- _Problem to solve_:
Every line of the data below that holds the string "heuristic" needs to be reported.

- _Records for the task_:
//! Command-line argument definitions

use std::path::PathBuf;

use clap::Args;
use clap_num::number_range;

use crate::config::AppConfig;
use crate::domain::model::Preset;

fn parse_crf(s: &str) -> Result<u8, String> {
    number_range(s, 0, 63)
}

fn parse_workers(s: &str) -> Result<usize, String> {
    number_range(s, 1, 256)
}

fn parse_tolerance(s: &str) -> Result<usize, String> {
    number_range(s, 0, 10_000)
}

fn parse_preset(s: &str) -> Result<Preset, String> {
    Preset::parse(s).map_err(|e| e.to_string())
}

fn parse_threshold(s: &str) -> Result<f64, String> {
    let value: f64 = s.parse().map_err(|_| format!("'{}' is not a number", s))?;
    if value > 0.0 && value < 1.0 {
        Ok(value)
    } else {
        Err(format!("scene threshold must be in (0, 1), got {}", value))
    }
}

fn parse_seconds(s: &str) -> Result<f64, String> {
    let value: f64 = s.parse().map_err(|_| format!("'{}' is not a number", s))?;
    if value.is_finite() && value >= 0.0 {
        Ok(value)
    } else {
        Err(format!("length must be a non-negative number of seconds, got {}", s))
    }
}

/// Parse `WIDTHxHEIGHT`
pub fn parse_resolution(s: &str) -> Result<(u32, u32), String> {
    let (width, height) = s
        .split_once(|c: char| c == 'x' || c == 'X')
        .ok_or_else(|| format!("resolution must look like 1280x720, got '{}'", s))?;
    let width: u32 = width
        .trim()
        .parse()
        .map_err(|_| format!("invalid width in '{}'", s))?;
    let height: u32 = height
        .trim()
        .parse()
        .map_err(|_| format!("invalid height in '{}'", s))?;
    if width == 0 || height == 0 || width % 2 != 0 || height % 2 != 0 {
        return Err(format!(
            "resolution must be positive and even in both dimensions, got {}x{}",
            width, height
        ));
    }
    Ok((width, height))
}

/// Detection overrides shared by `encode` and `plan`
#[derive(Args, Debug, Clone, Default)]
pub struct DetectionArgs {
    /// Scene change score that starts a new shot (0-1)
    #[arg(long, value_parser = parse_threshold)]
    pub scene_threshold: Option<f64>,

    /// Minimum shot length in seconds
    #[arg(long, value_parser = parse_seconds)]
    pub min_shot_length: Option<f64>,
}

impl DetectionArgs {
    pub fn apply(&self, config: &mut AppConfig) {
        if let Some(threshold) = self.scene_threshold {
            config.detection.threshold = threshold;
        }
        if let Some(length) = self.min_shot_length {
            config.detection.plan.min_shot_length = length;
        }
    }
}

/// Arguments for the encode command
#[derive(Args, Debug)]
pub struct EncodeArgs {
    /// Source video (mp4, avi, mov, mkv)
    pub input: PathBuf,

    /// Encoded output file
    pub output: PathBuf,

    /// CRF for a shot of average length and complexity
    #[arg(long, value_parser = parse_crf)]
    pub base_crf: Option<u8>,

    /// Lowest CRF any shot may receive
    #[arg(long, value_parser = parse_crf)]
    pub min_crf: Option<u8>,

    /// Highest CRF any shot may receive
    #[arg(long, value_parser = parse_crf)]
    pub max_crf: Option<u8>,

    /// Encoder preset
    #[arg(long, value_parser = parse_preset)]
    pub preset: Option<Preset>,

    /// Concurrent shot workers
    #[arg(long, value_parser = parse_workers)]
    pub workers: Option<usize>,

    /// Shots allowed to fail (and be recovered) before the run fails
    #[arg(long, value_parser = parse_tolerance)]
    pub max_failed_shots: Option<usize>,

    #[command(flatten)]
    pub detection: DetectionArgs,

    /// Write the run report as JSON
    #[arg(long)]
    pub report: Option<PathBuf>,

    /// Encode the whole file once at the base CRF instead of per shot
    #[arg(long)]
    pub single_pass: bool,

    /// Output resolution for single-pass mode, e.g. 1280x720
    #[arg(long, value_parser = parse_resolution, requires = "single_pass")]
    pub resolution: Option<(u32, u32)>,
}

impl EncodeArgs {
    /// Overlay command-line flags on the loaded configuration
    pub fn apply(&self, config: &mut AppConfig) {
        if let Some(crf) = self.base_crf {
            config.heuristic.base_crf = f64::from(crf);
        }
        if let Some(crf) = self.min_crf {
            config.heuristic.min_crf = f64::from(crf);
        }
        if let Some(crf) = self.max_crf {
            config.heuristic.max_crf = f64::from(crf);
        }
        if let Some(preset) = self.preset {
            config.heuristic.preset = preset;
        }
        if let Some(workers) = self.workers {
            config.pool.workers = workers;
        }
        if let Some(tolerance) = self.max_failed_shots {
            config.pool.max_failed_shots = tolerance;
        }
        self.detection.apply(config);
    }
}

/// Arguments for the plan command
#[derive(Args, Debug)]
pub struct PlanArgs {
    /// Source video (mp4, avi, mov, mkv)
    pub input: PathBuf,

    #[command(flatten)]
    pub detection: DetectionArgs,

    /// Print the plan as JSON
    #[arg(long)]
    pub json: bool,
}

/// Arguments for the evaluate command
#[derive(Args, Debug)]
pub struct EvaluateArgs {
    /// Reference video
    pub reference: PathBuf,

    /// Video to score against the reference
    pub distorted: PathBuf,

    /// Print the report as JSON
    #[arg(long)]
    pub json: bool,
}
--
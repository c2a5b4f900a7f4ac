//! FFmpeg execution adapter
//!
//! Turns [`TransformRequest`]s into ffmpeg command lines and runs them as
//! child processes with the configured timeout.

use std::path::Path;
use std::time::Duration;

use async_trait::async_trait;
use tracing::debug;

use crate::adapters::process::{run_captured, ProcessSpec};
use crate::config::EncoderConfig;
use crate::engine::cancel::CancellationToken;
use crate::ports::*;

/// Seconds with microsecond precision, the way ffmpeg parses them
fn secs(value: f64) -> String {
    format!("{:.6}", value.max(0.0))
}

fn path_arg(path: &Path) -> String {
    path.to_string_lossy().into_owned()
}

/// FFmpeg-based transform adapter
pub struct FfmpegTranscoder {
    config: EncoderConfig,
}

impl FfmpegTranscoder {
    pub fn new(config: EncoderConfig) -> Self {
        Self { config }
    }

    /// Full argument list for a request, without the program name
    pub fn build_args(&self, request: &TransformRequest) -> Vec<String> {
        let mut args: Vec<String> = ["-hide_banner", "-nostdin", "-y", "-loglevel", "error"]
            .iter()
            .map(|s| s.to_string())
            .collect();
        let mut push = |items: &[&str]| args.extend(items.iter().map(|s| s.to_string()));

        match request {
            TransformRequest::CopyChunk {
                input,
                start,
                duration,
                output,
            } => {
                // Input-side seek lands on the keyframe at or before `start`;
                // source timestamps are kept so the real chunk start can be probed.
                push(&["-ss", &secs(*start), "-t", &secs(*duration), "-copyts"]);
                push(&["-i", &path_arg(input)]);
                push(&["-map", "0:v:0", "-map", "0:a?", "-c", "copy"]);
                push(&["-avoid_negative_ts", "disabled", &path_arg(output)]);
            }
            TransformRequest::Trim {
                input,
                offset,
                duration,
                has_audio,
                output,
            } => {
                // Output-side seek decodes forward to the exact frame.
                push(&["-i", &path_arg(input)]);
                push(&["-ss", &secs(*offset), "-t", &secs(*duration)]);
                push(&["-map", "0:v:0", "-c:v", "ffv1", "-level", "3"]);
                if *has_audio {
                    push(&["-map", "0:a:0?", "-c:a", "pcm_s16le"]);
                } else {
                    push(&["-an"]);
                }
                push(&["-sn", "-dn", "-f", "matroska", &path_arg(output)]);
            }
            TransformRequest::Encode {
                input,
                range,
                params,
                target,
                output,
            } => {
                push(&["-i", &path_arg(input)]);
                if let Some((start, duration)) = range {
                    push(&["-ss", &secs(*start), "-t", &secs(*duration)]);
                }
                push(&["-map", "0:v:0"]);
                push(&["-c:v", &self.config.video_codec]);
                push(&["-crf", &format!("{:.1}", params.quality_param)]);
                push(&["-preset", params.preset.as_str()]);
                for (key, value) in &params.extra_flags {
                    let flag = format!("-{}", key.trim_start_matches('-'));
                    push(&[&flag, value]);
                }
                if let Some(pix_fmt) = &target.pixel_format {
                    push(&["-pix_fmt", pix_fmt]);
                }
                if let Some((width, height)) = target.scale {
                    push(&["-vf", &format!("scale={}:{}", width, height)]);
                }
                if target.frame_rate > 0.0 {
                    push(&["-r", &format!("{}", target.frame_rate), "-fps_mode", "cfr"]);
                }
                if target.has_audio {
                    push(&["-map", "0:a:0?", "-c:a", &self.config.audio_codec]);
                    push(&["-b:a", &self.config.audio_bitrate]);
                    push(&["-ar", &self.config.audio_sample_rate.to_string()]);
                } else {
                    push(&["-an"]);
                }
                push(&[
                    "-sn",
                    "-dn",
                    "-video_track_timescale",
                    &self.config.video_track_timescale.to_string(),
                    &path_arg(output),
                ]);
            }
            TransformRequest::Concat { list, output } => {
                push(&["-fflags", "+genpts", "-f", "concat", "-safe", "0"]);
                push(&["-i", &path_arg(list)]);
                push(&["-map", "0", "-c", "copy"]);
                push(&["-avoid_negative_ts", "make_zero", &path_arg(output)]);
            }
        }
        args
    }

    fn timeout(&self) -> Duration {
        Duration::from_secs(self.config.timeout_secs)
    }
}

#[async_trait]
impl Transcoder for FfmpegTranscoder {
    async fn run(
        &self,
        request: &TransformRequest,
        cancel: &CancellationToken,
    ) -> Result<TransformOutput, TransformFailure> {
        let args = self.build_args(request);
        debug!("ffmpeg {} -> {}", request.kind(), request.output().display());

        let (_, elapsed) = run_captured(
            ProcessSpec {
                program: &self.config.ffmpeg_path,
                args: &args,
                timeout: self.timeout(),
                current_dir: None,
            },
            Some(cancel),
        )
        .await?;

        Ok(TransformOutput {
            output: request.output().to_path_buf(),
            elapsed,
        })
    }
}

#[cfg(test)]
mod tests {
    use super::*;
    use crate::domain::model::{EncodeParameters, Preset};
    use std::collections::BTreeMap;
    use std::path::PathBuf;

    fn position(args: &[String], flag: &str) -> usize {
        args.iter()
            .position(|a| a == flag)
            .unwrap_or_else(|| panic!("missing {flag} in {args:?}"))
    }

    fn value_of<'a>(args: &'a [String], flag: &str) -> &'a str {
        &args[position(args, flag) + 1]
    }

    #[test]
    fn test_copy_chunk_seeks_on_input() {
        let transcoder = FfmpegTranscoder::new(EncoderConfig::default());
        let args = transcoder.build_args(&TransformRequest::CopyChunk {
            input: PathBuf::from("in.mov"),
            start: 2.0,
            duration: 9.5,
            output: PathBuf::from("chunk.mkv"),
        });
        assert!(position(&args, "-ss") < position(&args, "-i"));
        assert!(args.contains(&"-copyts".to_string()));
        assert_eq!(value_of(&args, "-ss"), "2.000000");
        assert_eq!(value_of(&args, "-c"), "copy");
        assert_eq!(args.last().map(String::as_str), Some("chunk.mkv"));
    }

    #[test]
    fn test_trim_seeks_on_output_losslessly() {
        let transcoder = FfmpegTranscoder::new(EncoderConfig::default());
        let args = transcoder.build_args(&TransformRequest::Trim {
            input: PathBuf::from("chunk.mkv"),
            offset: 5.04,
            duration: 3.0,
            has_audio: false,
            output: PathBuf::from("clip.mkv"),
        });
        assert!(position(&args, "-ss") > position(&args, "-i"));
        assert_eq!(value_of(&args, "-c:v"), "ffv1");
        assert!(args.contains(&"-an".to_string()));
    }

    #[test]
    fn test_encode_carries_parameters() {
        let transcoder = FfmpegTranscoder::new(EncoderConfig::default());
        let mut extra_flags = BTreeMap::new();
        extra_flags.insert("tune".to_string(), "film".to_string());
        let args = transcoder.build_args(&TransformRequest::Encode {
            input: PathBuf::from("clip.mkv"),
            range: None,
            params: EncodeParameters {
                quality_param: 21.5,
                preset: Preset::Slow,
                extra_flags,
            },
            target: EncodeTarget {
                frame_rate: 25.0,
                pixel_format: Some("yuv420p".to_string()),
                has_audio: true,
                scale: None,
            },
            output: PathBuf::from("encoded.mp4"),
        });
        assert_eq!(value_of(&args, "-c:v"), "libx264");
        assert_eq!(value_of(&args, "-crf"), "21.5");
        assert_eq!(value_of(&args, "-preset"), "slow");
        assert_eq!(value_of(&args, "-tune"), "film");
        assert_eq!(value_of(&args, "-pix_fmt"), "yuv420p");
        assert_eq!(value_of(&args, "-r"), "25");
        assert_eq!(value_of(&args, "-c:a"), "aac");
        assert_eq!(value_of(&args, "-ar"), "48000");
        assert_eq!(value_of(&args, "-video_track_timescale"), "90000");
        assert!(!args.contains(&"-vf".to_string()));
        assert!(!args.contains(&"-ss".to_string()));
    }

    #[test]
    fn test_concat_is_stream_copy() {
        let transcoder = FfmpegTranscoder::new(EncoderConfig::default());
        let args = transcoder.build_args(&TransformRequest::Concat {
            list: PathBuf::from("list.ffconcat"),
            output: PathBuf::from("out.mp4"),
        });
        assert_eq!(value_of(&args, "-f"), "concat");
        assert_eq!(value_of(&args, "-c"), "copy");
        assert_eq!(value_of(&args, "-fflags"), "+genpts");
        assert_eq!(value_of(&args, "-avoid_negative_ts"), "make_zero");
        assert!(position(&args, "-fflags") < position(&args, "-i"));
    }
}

- _Output for this exercise_:
            config.heuristic.base_crf = f64::from(crf);
            config.heuristic.min_crf = f64::from(crf);
            config.heuristic.max_crf = f64::from(crf);
            config.heuristic.preset = preset;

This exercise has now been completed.